# Work to complete:
Among the records that follow, find the line with "fn read_entry(&self, key: &str)" and the line with "let Value::Object(mut obj)". Set down those lines and all lines between them exactly, without adding anything.

# Data:
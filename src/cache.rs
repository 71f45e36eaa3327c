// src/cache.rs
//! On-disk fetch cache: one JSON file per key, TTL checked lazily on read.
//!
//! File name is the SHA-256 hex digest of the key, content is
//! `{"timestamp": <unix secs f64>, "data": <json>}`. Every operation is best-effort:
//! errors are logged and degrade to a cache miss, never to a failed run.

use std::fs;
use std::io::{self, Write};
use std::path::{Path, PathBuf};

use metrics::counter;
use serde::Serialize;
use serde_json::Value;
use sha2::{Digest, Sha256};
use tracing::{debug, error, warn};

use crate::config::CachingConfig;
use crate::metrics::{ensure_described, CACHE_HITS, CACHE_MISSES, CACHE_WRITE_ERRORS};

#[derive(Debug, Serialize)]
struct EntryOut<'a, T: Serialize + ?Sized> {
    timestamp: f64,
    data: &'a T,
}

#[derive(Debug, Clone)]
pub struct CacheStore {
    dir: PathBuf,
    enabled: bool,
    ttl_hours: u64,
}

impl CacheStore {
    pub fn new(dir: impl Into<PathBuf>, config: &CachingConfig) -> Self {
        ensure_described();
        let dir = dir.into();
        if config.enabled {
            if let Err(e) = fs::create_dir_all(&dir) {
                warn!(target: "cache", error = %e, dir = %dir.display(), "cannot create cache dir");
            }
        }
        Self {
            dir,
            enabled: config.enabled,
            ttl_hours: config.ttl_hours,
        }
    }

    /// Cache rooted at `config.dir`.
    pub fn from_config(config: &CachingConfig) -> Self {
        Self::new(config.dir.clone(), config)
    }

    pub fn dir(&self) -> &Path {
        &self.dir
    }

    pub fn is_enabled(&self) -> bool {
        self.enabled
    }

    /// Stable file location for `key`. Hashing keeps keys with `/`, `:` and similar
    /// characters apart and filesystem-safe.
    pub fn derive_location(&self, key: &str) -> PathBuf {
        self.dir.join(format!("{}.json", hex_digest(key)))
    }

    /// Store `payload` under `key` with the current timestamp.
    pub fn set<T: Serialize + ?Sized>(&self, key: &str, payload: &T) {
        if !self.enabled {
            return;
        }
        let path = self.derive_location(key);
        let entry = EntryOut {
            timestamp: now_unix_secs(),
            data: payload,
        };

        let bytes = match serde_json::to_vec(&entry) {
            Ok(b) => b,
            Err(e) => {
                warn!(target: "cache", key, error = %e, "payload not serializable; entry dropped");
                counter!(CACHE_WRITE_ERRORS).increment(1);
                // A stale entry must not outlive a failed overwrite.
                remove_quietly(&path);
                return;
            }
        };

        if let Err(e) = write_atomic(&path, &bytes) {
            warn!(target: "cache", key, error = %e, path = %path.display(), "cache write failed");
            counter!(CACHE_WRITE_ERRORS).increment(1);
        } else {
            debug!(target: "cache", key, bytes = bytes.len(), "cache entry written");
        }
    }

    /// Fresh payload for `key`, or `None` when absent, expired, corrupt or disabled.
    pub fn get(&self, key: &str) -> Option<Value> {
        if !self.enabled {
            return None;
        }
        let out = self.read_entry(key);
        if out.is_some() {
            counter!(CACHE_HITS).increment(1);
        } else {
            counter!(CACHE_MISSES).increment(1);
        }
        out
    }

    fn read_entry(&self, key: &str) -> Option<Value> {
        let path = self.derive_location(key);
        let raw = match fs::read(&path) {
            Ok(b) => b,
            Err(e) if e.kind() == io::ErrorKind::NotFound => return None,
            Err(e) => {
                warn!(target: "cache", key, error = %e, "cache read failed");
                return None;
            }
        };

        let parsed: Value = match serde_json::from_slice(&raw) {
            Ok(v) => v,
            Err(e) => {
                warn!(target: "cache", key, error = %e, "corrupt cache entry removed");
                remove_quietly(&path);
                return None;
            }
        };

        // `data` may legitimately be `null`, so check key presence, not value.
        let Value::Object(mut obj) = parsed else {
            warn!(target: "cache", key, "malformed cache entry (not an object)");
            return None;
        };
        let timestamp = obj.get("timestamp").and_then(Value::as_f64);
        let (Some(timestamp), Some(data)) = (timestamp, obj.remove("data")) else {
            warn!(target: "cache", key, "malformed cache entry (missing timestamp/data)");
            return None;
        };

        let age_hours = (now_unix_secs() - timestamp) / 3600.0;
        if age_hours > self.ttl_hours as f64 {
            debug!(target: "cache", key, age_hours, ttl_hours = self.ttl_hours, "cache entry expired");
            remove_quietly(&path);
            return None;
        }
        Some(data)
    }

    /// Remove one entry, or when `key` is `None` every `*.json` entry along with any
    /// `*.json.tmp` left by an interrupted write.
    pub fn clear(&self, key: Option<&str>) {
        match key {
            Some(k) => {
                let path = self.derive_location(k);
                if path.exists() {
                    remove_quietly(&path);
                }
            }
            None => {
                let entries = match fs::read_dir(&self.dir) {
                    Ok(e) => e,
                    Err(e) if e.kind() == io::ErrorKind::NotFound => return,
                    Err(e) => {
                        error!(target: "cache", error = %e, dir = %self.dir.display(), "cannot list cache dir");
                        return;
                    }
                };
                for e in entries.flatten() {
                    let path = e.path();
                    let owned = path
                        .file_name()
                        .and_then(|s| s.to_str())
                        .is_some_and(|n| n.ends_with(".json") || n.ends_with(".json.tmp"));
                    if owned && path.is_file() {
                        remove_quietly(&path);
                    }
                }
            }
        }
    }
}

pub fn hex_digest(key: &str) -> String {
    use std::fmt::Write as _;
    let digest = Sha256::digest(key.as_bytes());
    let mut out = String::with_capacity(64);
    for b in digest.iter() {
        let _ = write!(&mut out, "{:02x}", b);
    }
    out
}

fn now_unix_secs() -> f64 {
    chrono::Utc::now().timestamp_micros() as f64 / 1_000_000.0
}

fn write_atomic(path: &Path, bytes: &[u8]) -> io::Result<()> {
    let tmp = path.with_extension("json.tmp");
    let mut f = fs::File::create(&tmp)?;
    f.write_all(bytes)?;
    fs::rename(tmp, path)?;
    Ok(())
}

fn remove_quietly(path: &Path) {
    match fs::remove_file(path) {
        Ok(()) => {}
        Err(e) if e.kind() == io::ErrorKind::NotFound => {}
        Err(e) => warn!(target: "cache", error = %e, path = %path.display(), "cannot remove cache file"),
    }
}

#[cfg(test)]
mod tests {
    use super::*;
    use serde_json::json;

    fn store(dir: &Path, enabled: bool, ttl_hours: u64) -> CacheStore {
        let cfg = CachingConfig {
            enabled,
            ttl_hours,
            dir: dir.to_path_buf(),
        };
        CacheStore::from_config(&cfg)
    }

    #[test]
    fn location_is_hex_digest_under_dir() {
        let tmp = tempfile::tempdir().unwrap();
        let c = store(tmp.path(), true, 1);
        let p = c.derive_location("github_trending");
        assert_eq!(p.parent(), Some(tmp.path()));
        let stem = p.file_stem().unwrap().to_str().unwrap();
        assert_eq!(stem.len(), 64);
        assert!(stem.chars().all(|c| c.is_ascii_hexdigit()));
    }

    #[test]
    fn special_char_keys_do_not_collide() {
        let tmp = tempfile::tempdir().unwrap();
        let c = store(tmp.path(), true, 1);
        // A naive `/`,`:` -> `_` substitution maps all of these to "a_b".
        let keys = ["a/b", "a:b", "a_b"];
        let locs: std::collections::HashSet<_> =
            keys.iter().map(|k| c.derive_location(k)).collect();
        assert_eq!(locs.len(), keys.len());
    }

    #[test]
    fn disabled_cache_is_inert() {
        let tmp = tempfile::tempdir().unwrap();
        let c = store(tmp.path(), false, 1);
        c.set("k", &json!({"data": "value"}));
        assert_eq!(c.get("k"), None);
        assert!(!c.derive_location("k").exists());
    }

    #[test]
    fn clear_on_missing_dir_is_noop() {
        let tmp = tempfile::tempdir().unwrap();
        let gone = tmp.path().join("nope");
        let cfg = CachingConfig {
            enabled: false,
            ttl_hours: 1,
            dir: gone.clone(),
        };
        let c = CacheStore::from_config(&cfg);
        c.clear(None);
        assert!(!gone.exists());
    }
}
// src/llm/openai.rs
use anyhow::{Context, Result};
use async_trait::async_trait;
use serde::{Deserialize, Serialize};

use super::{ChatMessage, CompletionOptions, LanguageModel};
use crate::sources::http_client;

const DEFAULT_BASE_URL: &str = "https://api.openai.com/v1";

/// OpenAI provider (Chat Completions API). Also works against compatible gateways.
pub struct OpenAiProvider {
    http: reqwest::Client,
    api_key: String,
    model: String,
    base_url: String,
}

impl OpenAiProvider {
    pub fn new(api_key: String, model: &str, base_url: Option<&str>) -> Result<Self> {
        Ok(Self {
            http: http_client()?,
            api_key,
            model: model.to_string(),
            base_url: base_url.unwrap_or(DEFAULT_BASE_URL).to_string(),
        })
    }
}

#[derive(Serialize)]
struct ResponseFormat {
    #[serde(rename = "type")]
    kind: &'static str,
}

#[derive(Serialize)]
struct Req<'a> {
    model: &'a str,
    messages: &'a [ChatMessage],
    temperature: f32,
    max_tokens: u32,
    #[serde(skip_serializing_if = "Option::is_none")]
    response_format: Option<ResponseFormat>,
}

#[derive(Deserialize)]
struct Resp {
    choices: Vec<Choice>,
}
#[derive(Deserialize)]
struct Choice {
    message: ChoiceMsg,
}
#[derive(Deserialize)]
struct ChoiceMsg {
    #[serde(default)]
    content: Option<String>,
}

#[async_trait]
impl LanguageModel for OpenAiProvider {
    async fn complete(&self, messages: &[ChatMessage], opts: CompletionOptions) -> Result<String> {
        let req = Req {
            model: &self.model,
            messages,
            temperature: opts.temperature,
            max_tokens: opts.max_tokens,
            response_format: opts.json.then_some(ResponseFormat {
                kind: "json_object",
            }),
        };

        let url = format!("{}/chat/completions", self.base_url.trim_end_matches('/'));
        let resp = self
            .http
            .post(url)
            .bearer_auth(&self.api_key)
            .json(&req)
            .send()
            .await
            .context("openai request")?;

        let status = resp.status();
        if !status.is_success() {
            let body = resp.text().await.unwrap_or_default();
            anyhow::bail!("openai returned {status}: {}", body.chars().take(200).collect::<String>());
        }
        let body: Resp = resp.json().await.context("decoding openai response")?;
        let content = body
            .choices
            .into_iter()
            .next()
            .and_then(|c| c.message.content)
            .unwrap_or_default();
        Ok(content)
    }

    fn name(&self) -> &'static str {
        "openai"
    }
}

# Worked solution:
    fn read_entry(&self, key: &str) -> Option<Value> {
        let path = self.derive_location(key);
        let raw = match fs::read(&path) {
            Ok(b) => b,
            Err(e) if e.kind() == io::ErrorKind::NotFound => return None,
            Err(e) => {
                warn!(target: "cache", key, error = %e, "cache read failed");
                return None;
            }
        };

        let parsed: Value = match serde_json::from_slice(&raw) {
            Ok(v) => v,
            Err(e) => {
                warn!(target: "cache", key, error = %e, "corrupt cache entry removed");
                remove_quietly(&path);
                return None;
            }
        };

        // `data` may legitimately be `null`, so check key presence, not value.
        let Value::Object(mut obj) = parsed else {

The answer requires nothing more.